The antimicrobial activity of mushrooms extracts was determined through disc and agar-well diffusion methods. In antimicrobial studies, Mueller Hinton Agar (MHA) was used as media. Bacterial cultures were grown at 37^oC for 24 hours in a nutrient broth and C. albicans was grown at 25C for 48 hours in sabouraud dextrose. Culture suspensions were adjusted by comparison against McFarland 0.5 standard (1-5x10⁶ CFU/mL). Petri dishes with 10 mL MHA were prepared after inoculation with culture suspension of 100 µl. 15 µL of extracts dissolved previously within respective solvents (ethanol, chloroform and water) were poured into 6-mm agar-well and/or discs prepared using paper (Watman no. 4). In addition, an equal volume (15 µl for agar-well and 15 µl for disc) of each solvent (ethanol, chloroform and water) was used as control. Plates inoculated were incubated for 24 hours (C. albicans for 48 hours). After incubation, diameter of the inhibition zone was measured from the edge of the zone to the edge of the well or the disc by using calipers.

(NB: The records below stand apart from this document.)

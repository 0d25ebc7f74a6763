//! `cargo affected changed-files` - Show the baseline and the raw diff
//!
//! Diagnostic view of what the detector saw, including files it ignored and
//! files no module owns.

use crate::core::context::BuildContext;
use crate::core::error::AffectedResult;

pub fn run_changed_files(ctx: &BuildContext, json: bool) -> AffectedResult<()> {
  let detector = ctx.detector()?;

  let Some(classification) = detector.classification()? else {
    if json {
      println!("{}", serde_json::json!({ "enabled": false }));
    } else {
      println!("Detection disabled: no diff computed");
    }
    return Ok(());
  };

  if json {
    let output = serde_json::json!({
      "enabled": true,
      "baseline": classification.baseline,
      "changed_files": classification.changed_files,
      "ignored_files": classification.ignored_files,
      "unknown_files": classification.unknown_files,
    });
    println!("{}", serde_json::to_string_pretty(&output)?);
    return Ok(());
  }

  match &classification.baseline {
    Some(sha) => println!("Baseline: {}", sha),
    None => println!("Baseline: none (no merge commit found, every module is changed)"),
  }

  for file in &classification.changed_files {
    let marker = if classification.unknown_files.contains(file) {
      "?"
    } else {
      "M"
    };
    println!("{} {}", marker, file.display());
  }
  for file in &classification.ignored_files {
    println!("- {}", file.display());
  }

  Ok(())
}
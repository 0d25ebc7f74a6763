pub mod system_git;

pub use system_git::SystemGit;

use crate::core::error::AffectedResult;
use std::path::PathBuf;

/// What the detector needs to know from version control.
///
/// Paths are relative to the work tree root.
pub trait GitClient {
  /// Most recent merge commit reachable from HEAD, or `None` when history has
  /// no merge (shallow clones, fresh repositories).
  fn find_previous_merge_commit(&self) -> AffectedResult<Option<String>>;

  /// Files changed between `sha` and HEAD, or between `sha` and the working
  /// tree (plus untracked files) when `include_uncommitted` is set.
  fn find_changed_files_since(&self, sha: &str, include_uncommitted: bool) -> AffectedResult<Vec<PathBuf>>;

  /// Resolve a user-supplied revision to a full commit id.
  fn resolve_commit(&self, rev: &str) -> AffectedResult<String>;
}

All experiments were conducted three times. Results were obtained via calculation average values. Statistical analysis of data was performed through SPSS 15.0 Bivariate Correlation Analysis (SPSS Inc., Chicago) with statistical significance determined at 0.05. The Pearson rank correlation test was used for comparisons between disc and agar-well diffusion methods to determine the antimicrobial activity of extracts. According to inhibition zones of extracts for microorganisms, there was no significant correlation observed for these two methods (p>0.05). Moreover, significance between mean values for two methods was analyzed according to the Mann-Whitney U tests, and also was compared with Levene’s test and T-test for equality of means for independent groups.

3. Results and Discussion

Since antioxidant and/or antimicrobial activities found in plants have different polarities, different solvents were used to determine antioxidant and/or antimicrobial activities. Water, methanol, ethanol, acetone, and dimethyle sulfoxide (DMSO) are solvents commonly used for extraction processes. Antioxidant and/or antimicrobial activities of extract and yield depend on the solvent selected ^{[12, 13]}. In this study ethanol, chloroform and distilled water were preferred to be prepared as solvents for Reishi, Shiitake and C. micaceus extracts. Ethanol extracts were investigated to determine radical scavenging activity and total antioxidant status of mushrooms. In addition, antimicrobial activities of all mushrooms extracts were determined.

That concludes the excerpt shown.